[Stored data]
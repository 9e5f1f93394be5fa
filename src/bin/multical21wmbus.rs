// bin/multical21wmbus.rs

#![warn(clippy::large_futures)]

use multical21wmbus::*;

#[cfg(target_os = "espidf")]
fn main() -> anyhow::Result<()> {
    use esp_idf_hal::{
        delay::FreeRtos,
        gpio::{AnyInputPin, OutputPin},
        peripherals::Peripherals,
        spi,
        units::FromValueType,
    };
    use esp_idf_svc::nvs;
    use esp_idf_sys::esp;

    esp_idf_sys::link_patches();
    esp_idf_svc::log::EspLogger::initialize_default();

    #[allow(clippy::needless_update)]
    let config = esp_idf_sys::esp_vfs_eventfd_config_t {
        max_fds: 1,
        ..Default::default()
    };
    esp! { unsafe { esp_idf_sys::esp_vfs_eventfd_register(&config) } }?;

    info!("Hello, {} v{}.", env!("CARGO_BIN_NAME"), FW_VERSION);

    let nvs_default_partition = nvs::EspDefaultNvsPartition::take()?;
    let ns = env!("CARGO_BIN_NAME");
    let mut nvs = match nvs::EspNvs::new(nvs_default_partition, ns, true) {
        Ok(nvs) => {
            info!("Got namespace {ns:?} from default partition");
            nvs
        }
        Err(e) => panic!("Could not get namespace {ns}: {e:?}"),
    };

    let config = match MyConfig::from_nvs(&mut nvs) {
        None => {
            error!("Could not read nvs config, using defaults");
            let c = MyConfig::default();
            c.to_nvs(&mut nvs)?;
            info!("Successfully saved default config to nvs.");
            c
        }
        Some(c) => c,
    };
    info!("My config:\n{config:#?}");

    let (meter_id, meter_key) = match config.credentials() {
        Ok(creds) => creds,
        Err(e) => {
            error!("{e}. Radio idle.");
            loop {
                FreeRtos::delay_ms(3_600_000);
            }
        }
    };

    let peripherals = Peripherals::take()?;
    let pins = peripherals.pins;

    // SPI pins: GPIO4=SCK, GPIO6=MOSI, GPIO5=MISO, GPIO7=CS
    let driver = spi::SpiDriver::new(
        peripherals.spi2,
        pins.gpio4,
        pins.gpio6,
        Some(pins.gpio5),
        &spi::SpiDriverConfig::new(),
    )?;
    let spi_cfg = spi::config::Config::new().baudrate(4.MHz().into());
    let spi_bus = spi::SpiBusDriver::new(driver, &spi_cfg)?;
    let bus = esp_register_bus(spi_bus, pins.gpio7.downgrade_output())?;

    // SAFETY: the GDO0 pin is not handed to any other driver
    let gdo0 = unsafe { AnyInputPin::new(config.gdo0_pin as i32) };
    let irq = Gdo0Interrupt::new(gdo0)?;

    let radio = RadioController::new(bus, FreeRtos);
    let pipeline = FramePipeline::new(meter_id, meter_key);
    let mut receiver = Receiver::new(radio, irq, &PACKET_SIGNAL, pipeline);
    let mut publisher = LogPublisher;

    tokio::runtime::Builder::new_current_thread()
        .enable_all()
        .build()?
        .block_on(Box::pin(async {
            info!("Entering main loop...");
            if let Err(e) = Box::pin(receiver.run(&mut publisher)).await {
                error!("receiver.run() ended: {e:?}");
            }
        }));

    info!("main() finished, reboot.");
    FreeRtos::delay_ms(3000);
    esp_idf_hal::reset::restart();
}

/// Replay captured frames: one hex frame per line on stdin (L-field first),
/// one JSON reading per accepted frame on stdout. Diagnostics go through
/// `log`; set `RUST_LOG` to see them.
#[cfg(not(target_os = "espidf"))]
fn main() -> anyhow::Result<()> {
    use std::io::{self, BufRead};

    env_logger::init();
    info!("Hello, {} v{}.", env!("CARGO_BIN_NAME"), FW_VERSION);

    let config = MyConfig::from_env();
    let (meter_id, meter_key) = config.credentials()?;
    let mut pipeline = FramePipeline::new(meter_id, meter_key);
    let mut publisher = WriterPublisher::new(io::stdout().lock());

    for (lineno, line) in io::stdin().lock().lines().enumerate() {
        let line = line?;
        let hex: String = line.split_whitespace().collect();
        if hex.is_empty() || hex.starts_with('#') {
            continue;
        }
        let Some(bytes) = parse_hex(&hex) else {
            warn!("line {}: not a hex frame", lineno + 1);
            continue;
        };
        match pipeline.process(&RawFrame::new(&bytes, Instant::now())) {
            Ok(reading) => publisher.publish(&reading),
            Err(e) => warn!("line {}: {e}", lineno + 1),
        }
    }

    info!("Counters: {}", serde_json::to_string(pipeline.counters())?);
    Ok(())
}

// EOF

▸ How to complete this task: Please return only the lines above, starting at the line that has "let peripherals = Peripherals::take()?;" and ending at the line that has "bus = esp_register_bus(spi_bus, pins.gpio7.downgrade_output())?;", keeping both and leaving each one unchanged.

▸ Problem solution:
    let peripherals = Peripherals::take()?;
    let pins = peripherals.pins;

    // SPI pins: GPIO4=SCK, GPIO6=MOSI, GPIO5=MISO, GPIO7=CS
    let driver = spi::SpiDriver::new(
        peripherals.spi2,
        pins.gpio4,
        pins.gpio6,
        Some(pins.gpio5),
        &spi::SpiDriverConfig::new(),
    )?;
    let spi_cfg = spi::config::Config::new().baudrate(4.MHz().into());
    let spi_bus = spi::SpiBusDriver::new(driver, &spi_cfg)?;
    let bus = esp_register_bus(spi_bus, pins.gpio7.downgrade_output())?;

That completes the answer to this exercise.